The results looked okay for middle of the range players. The model had very few observations to learn about expensive players, so it tended to be very hit and miss for great players. The sample size was ~200 because of data limitations, so it certainly isn’t at the point of being trustworthy for a large range of players *yet*. Here were some of the predicted valuations of players that transferred in previous years (figures in millions of pounds):

So, like I said.. It looks okay for some groups of players, but still quite hit and miss for others. Raúl Jiménez valued at £32 million last summer? Looks relatively reasonable. Joelinton, Iwobi and Pépé all seem to throw up reasonable valuations as well. Eden Hazard valued at £28 million at the time of his transfer to Real Madrid? Hmmm.. Definitely more work to do. Of course, this isn’t the way to properly assess a model, but I’ll spare you the details of the more formal testing procedure. The model was giving relatively decent results, and I’m hoping it can get a better grasp on great players with a bigger sample. Stay with me for a second, because the model showed promise in a few other ways too.

One great feature of random forest based models is that you can easily extract the importance of predictor variables. So what statistics did the model think were most important in predicting the value of an attacker? This graph ranks the predictors by importance from top to bottom:

This is where I gained encouragement. The model thought that non-penalty expected goals per 90 was the most important statistic in predicting the value of an attacker by a significant margin. This is exactly what I would have thought to be the most important statistic in advance.

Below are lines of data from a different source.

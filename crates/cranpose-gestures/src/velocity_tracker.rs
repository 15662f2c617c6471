//! Pointer velocity estimation for fling and swipe classification.
//!
//! [`VelocityTracker`] keeps one impulse-strategy tracker per axis for every
//! active pointer. The impulse strategy estimates velocity from the kinetic
//! energy imparted by the touch samples, which is less noisy than a plain
//! least-squares fit for short flicks.

use smallvec::SmallVec;
use web_time::Instant;

use crate::geometry::Velocity;
use crate::motion_event::{MotionAction, MotionEvent, PointerId};

/// Ring buffer size for velocity tracking samples.
const HISTORY_SIZE: usize = 20;

/// Only use samples within the last 100ms for velocity calculation.
const HORIZON_MS: i64 = 100;

/// If no movement for this duration, assume the pointer has stopped.
pub const ASSUME_STOPPED_MS: i64 = 40;

/// Source of per-pointer velocities for the detector.
///
/// `compute_current_velocity` snapshots velocities; the getters return the
/// last snapshot and `0.0` for pointers that were not tracked.
pub trait VelocityEstimator {
    fn add_movement(&mut self, event: &MotionEvent);

    /// `units` selects the time unit: `1` for per millisecond, `1000` for
    /// per second. Results are clamped to `±max_velocity`.
    fn compute_current_velocity(&mut self, units: u32, max_velocity: f32);

    fn x_velocity(&self, id: PointerId) -> f32;

    fn y_velocity(&self, id: PointerId) -> f32;

    fn velocity(&self, id: PointerId) -> Velocity {
        Velocity::new(self.x_velocity(id), self.y_velocity(id))
    }

    fn clear(&mut self);
}

#[derive(Clone, Copy, Default)]
struct DataPointAtTime {
    time_ms: i64,
    data_point: f32,
}

/// 1D velocity tracker using impulse-based velocity calculation.
#[derive(Clone)]
pub struct VelocityTracker1D {
    samples: [Option<DataPointAtTime>; HISTORY_SIZE],
    index: usize,
}

impl Default for VelocityTracker1D {
    fn default() -> Self {
        Self::new()
    }
}

impl VelocityTracker1D {
    pub fn new() -> Self {
        Self {
            samples: [None; HISTORY_SIZE],
            index: 0,
        }
    }

    /// Adds an absolute position at the given time (milliseconds).
    pub fn add_data_point(&mut self, time_ms: i64, data_point: f32) {
        self.index = (self.index + 1) % HISTORY_SIZE;
        self.samples[self.index] = Some(DataPointAtTime {
            time_ms,
            data_point,
        });
    }

    /// Calculates the velocity in units per `units` milliseconds.
    ///
    /// Returns 0.0 if there aren't enough recent samples.
    pub fn calculate_velocity(&self, units: u32) -> f32 {
        let mut data_points = [0.0f32; HISTORY_SIZE];
        let mut times = [0.0f32; HISTORY_SIZE];
        let mut sample_count = 0;

        let newest_sample = match self.samples[self.index] {
            Some(sample) => sample,
            None => return 0.0,
        };

        let mut current_index = self.index;
        let mut previous_sample = newest_sample;

        while let Some(sample) = self.samples[current_index] {
            let age = (newest_sample.time_ms - sample.time_ms) as f32;
            let delta = (sample.time_ms - previous_sample.time_ms).abs() as f32;
            previous_sample = sample;

            if age > HORIZON_MS as f32 || delta > ASSUME_STOPPED_MS as f32 {
                break;
            }

            data_points[sample_count] = sample.data_point;
            times[sample_count] = -age;

            current_index = if current_index == 0 {
                HISTORY_SIZE - 1
            } else {
                current_index - 1
            };

            sample_count += 1;
            if sample_count >= HISTORY_SIZE {
                break;
            }
        }

        if sample_count < 2 {
            return 0.0;
        }

        calculate_impulse_velocity(&data_points, &times, sample_count) * units as f32
    }

    /// Like [`calculate_velocity`](Self::calculate_velocity), capped to `max_velocity`.
    pub fn calculate_velocity_with_max(&self, units: u32, max_velocity: f32) -> f32 {
        if !max_velocity.is_finite() || max_velocity <= 0.0 {
            return 0.0;
        }

        let velocity = self.calculate_velocity(units);
        if velocity == 0.0 || velocity.is_nan() {
            return 0.0;
        }

        velocity.clamp(-max_velocity, max_velocity)
    }

    pub fn reset(&mut self) {
        self.samples = [None; HISTORY_SIZE];
        self.index = 0;
    }
}

/// Impulse velocity in units per millisecond.
fn calculate_impulse_velocity(
    data_points: &[f32; HISTORY_SIZE],
    times: &[f32; HISTORY_SIZE],
    sample_count: usize,
) -> f32 {
    if sample_count < 2 {
        return 0.0;
    }

    let mut work = 0.0f32;
    let start = sample_count - 1;
    let mut next_time = times[start];

    for i in (1..=start).rev() {
        let current_time = next_time;
        next_time = times[i - 1];
        if current_time == next_time {
            continue;
        }

        let v_curr = (data_points[i - 1] - data_points[i]) / (next_time - current_time);
        let v_prev = kinetic_energy_to_velocity(work);
        work += (v_curr - v_prev) * v_curr.abs();
        if i == start {
            work *= 0.5;
        }
    }

    kinetic_energy_to_velocity(work)
}

/// Converts kinetic energy to velocity using E = 0.5 * m * v^2 (with m = 1).
#[inline]
fn kinetic_energy_to_velocity(kinetic_energy: f32) -> f32 {
    kinetic_energy.signum() * (2.0 * kinetic_energy.abs()).sqrt()
}

#[derive(Clone)]
struct PointerTrack {
    id: PointerId,
    x: VelocityTracker1D,
    y: VelocityTracker1D,
}

/// Multi-pointer [`VelocityEstimator`] built on [`VelocityTracker1D`].
///
/// - `Down` starts over.
/// - `PointerDown` starts a fresh trace for the new pointer.
/// - `Move` records every pointer; a gap of [`ASSUME_STOPPED_MS`] or more
///   since the previous sample means all pointers stopped.
/// - `Up` and `PointerUp` repeat the last known positions and are ignored.
#[derive(Clone, Default)]
pub struct VelocityTracker {
    tracks: SmallVec<[PointerTrack; 4]>,
    computed: SmallVec<[(PointerId, Velocity); 4]>,
    origin: Option<Instant>,
    last_event_time: Option<Instant>,
}

impl VelocityTracker {
    pub fn new() -> Self {
        Self::default()
    }

    fn track_mut(&mut self, id: PointerId) -> &mut PointerTrack {
        let index = match self.tracks.iter().position(|track| track.id == id) {
            Some(index) => index,
            None => {
                self.tracks.push(PointerTrack {
                    id,
                    x: VelocityTracker1D::new(),
                    y: VelocityTracker1D::new(),
                });
                self.tracks.len() - 1
            }
        };
        &mut self.tracks[index]
    }

    fn record(&mut self, event: &MotionEvent) {
        let time = event.event_time();
        let origin = *self.origin.get_or_insert(time);
        let time_ms = time.saturating_duration_since(origin).as_millis() as i64;
        for pointer in event.pointers() {
            let track = self.track_mut(pointer.id);
            track.x.add_data_point(time_ms, pointer.position.x);
            track.y.add_data_point(time_ms, pointer.position.y);
        }
        self.last_event_time = Some(time);
    }

    fn computed(&self, id: PointerId) -> Velocity {
        self.computed
            .iter()
            .find(|(tracked, _)| *tracked == id)
            .map(|(_, velocity)| *velocity)
            .unwrap_or(Velocity::ZERO)
    }
}

impl VelocityEstimator for VelocityTracker {
    fn add_movement(&mut self, event: &MotionEvent) {
        match event.action() {
            MotionAction::Down => {
                self.clear();
            }
            MotionAction::PointerDown => {
                if event.action_index() < event.pointer_count() {
                    let id = event.pointer_id(event.action_index());
                    self.tracks.retain(|track| track.id != id);
                }
            }
            MotionAction::Move => {
                let stopped = self.last_event_time.is_some_and(|last| {
                    event.event_time().saturating_duration_since(last).as_millis() as i64
                        >= ASSUME_STOPPED_MS
                });
                if stopped {
                    log::trace!("velocity tracker: pointers assumed stopped, restarting");
                    self.tracks.clear();
                    self.origin = None;
                }
            }
            _ => return,
        }
        self.record(event);
    }

    fn compute_current_velocity(&mut self, units: u32, max_velocity: f32) {
        self.computed.clear();
        for track in &self.tracks {
            self.computed.push((
                track.id,
                Velocity::new(
                    track.x.calculate_velocity_with_max(units, max_velocity),
                    track.y.calculate_velocity_with_max(units, max_velocity),
                ),
            ));
        }
    }

    fn x_velocity(&self, id: PointerId) -> f32 {
        self.computed(id).x
    }

    fn y_velocity(&self, id: PointerId) -> f32 {
        self.computed(id).y
    }

    fn clear(&mut self) {
        self.tracks.clear();
        self.computed.clear();
        self.origin = None;
        self.last_event_time = None;
    }
}

#[cfg(test)]
mod tests {
    use super::*;
    use std::time::Duration;

    const PER_SECOND: u32 = 1000;

    fn at(origin: Instant, ms: u64) -> Instant {
        origin + Duration::from_millis(ms)
    }

    fn axis(samples: &[(i64, f32)]) -> VelocityTracker1D {
        let mut tracker = VelocityTracker1D::new();
        for &(time_ms, position) in samples {
            tracker.add_data_point(time_ms, position);
        }
        tracker
    }

    #[test]
    fn too_few_samples_have_no_velocity() {
        assert_eq!(axis(&[]).calculate_velocity(PER_SECOND), 0.0);
        assert_eq!(axis(&[(0, 42.0)]).calculate_velocity(PER_SECOND), 0.0);
        // The two samples straddle the stop gap, leaving one usable sample.
        let stalled = axis(&[(0, 0.0), (ASSUME_STOPPED_MS + 1, 80.0)]);
        assert_eq!(stalled.calculate_velocity(PER_SECOND), 0.0);
    }

    #[test]
    fn steady_motion_reports_its_speed() {
        // 6px every 4ms.
        let tracker = axis(&[(0, 0.0), (4, 6.0), (8, 12.0), (12, 18.0), (16, 24.0)]);
        let per_second = tracker.calculate_velocity(PER_SECOND);
        assert!((per_second - 1_500.0).abs() < 100.0, "got {per_second}");
        let per_ms = tracker.calculate_velocity(1);
        assert!((per_ms - 1.5).abs() < 0.1, "got {per_ms}");

        let reversed = axis(&[(0, 24.0), (8, 12.0), (16, 0.0)]);
        assert!(reversed.calculate_velocity(PER_SECOND) < 0.0);
    }

    #[test]
    fn recent_flick_dominates_slow_drift() {
        // Slow drift followed by a quick flick.
        let mut samples: Vec<(i64, f32)> = (0..10).map(|i| (i * 20, i as f32)).collect();
        samples.extend((1..=5).map(|i| (180 + i * 5, 9.0 + i as f32 * 20.0)));
        let velocity = axis(&samples).calculate_velocity(PER_SECOND);
        assert!(velocity > 2_000.0, "got {velocity}");
    }

    #[test]
    fn max_velocity_clamps_both_directions() {
        let forward = axis(&[(0, 0.0), (2, 400.0)]);
        assert_eq!(forward.calculate_velocity_with_max(PER_SECOND, 5_000.0), 5_000.0);

        let mut backward = forward.clone();
        backward.reset();
        backward.add_data_point(0, 400.0);
        backward.add_data_point(2, 0.0);
        assert_eq!(backward.calculate_velocity_with_max(PER_SECOND, 5_000.0), -5_000.0);

        assert_eq!(forward.calculate_velocity_with_max(PER_SECOND, f32::NAN), 0.0);
    }

    #[test]
    fn tracks_each_pointer_independently() {
        let origin = Instant::now();
        let mut tracker = VelocityTracker::new();
        tracker.add_movement(
            &MotionEvent::new(MotionAction::Down, origin).with_pointer(0, 0.0, 0.0),
        );
        tracker.add_movement(
            &MotionEvent::new(MotionAction::PointerDown, at(origin, 1))
                .with_pointer(0, 0.0, 0.0)
                .with_pointer(1, 100.0, 0.0)
                .with_action_index(1),
        );
        for step in 1..=4u64 {
            let offset = step as f32 * 10.0;
            tracker.add_movement(
                &MotionEvent::new(MotionAction::Move, at(origin, 1 + step * 10))
                    .with_pointer(0, offset, 0.0)
                    .with_pointer(1, 100.0 - offset, 0.0),
            );
        }
        tracker.compute_current_velocity(PER_SECOND, 8_000.0);

        assert!(tracker.x_velocity(0) > 0.0);
        assert!(tracker.x_velocity(1) < 0.0);
        assert_eq!(tracker.y_velocity(0), 0.0);
        assert_eq!(tracker.x_velocity(42), 0.0);
    }

    #[test]
    fn up_positions_do_not_count() {
        let origin = Instant::now();
        let mut tracker = VelocityTracker::new();
        tracker.add_movement(
            &MotionEvent::new(MotionAction::Down, origin).with_pointer(0, 0.0, 0.0),
        );
        tracker.add_movement(
            &MotionEvent::new(MotionAction::Up, at(origin, 10)).with_pointer(0, 0.0, 500.0),
        );
        tracker.compute_current_velocity(PER_SECOND, 8_000.0);
        assert_eq!(tracker.velocity(0), Velocity::ZERO);
    }

    #[test]
    fn long_pause_between_moves_restarts_tracking() {
        let origin = Instant::now();
        let mut tracker = VelocityTracker::new();
        tracker.add_movement(
            &MotionEvent::new(MotionAction::Down, origin).with_pointer(0, 0.0, 0.0),
        );
        tracker.add_movement(
            &MotionEvent::new(MotionAction::Move, at(origin, 10)).with_pointer(0, 0.0, 100.0),
        );
        tracker.add_movement(
            &MotionEvent::new(MotionAction::Move, at(origin, 200)).with_pointer(0, 0.0, 110.0),
        );
        tracker.compute_current_velocity(PER_SECOND, 8_000.0);
        assert_eq!(tracker.y_velocity(0), 0.0);
    }

    #[test]
    fn clear_forgets_computed_velocities() {
        let origin = Instant::now();
        let mut tracker = VelocityTracker::new();
        tracker.add_movement(
            &MotionEvent::new(MotionAction::Down, origin).with_pointer(0, 0.0, 0.0),
        );
        tracker.add_movement(
            &MotionEvent::new(MotionAction::Move, at(origin, 10)).with_pointer(0, 50.0, 0.0),
        );
        tracker.compute_current_velocity(PER_SECOND, 8_000.0);
        assert!(tracker.x_velocity(0) > 0.0);

        tracker.clear();
        assert_eq!(tracker.x_velocity(0), 0.0);
    }
}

Some of the other important predictors were: xA per 90, progressive distance carried per 90, touches in the penalty area per 90 and progressive distance passed per 90. So why is all of that important? All of the features that the model thought were most important in predicting player value were generally the statistics that analysts find most useful to inform player judgments. The sample is too small to say anything definitively from this, but after just a few hundred observations, it was picking up many of the trends that I would have expected. I have seen little to no public work on trying to gauge the relative importance of different statistics by position or role. It was good to see that the model very quickly picked up on the traits that we give the most weight in the analysis of forwards.

These results have the potential to be applied in a real world setting. If a team is looking to recruit a player to fill a particular role, this framework could help in identifying which statistics should be given the most weight. The sample size needs to grow a lot more, but we can identify the statistics that are most associated with valuable players for a role and then prioritize those variables in the recruitment process. There is evidence from my results that this is already working to an extent for attackers from a few hundred transfers, so I think it has promise for other positions and roles too. Stay tuned for a follow up where I’ll look at this for midfielders and defenders. I’ve never been sure about how much faith to put in each statistic for these positions because they tend to be very dependent on systems. However, this could be a way to help if we can gain a large enough sample.

I always go back to the famous George Box quote when assessing a model that I’ve built. “All models are wrong, but some models are useful.” I’m excited to see if this can grow into something that becomes useful as my sample grows and the process becomes more refined. At the very least, I think that there may be potential to flag big mistakes or big bargains for particular types of players. It could also help to streamline the recruitment process by giving a better indication of the importance of different statistics for different roles. There are plenty of limitations and areas to improve at the moment, but the method has shown promise.

The whole process ended up giving a lot of insight that I didn’t anticipate. I think it’s safe to say that I haven’t cracked the transfer window just yet, but I may be onto something useful.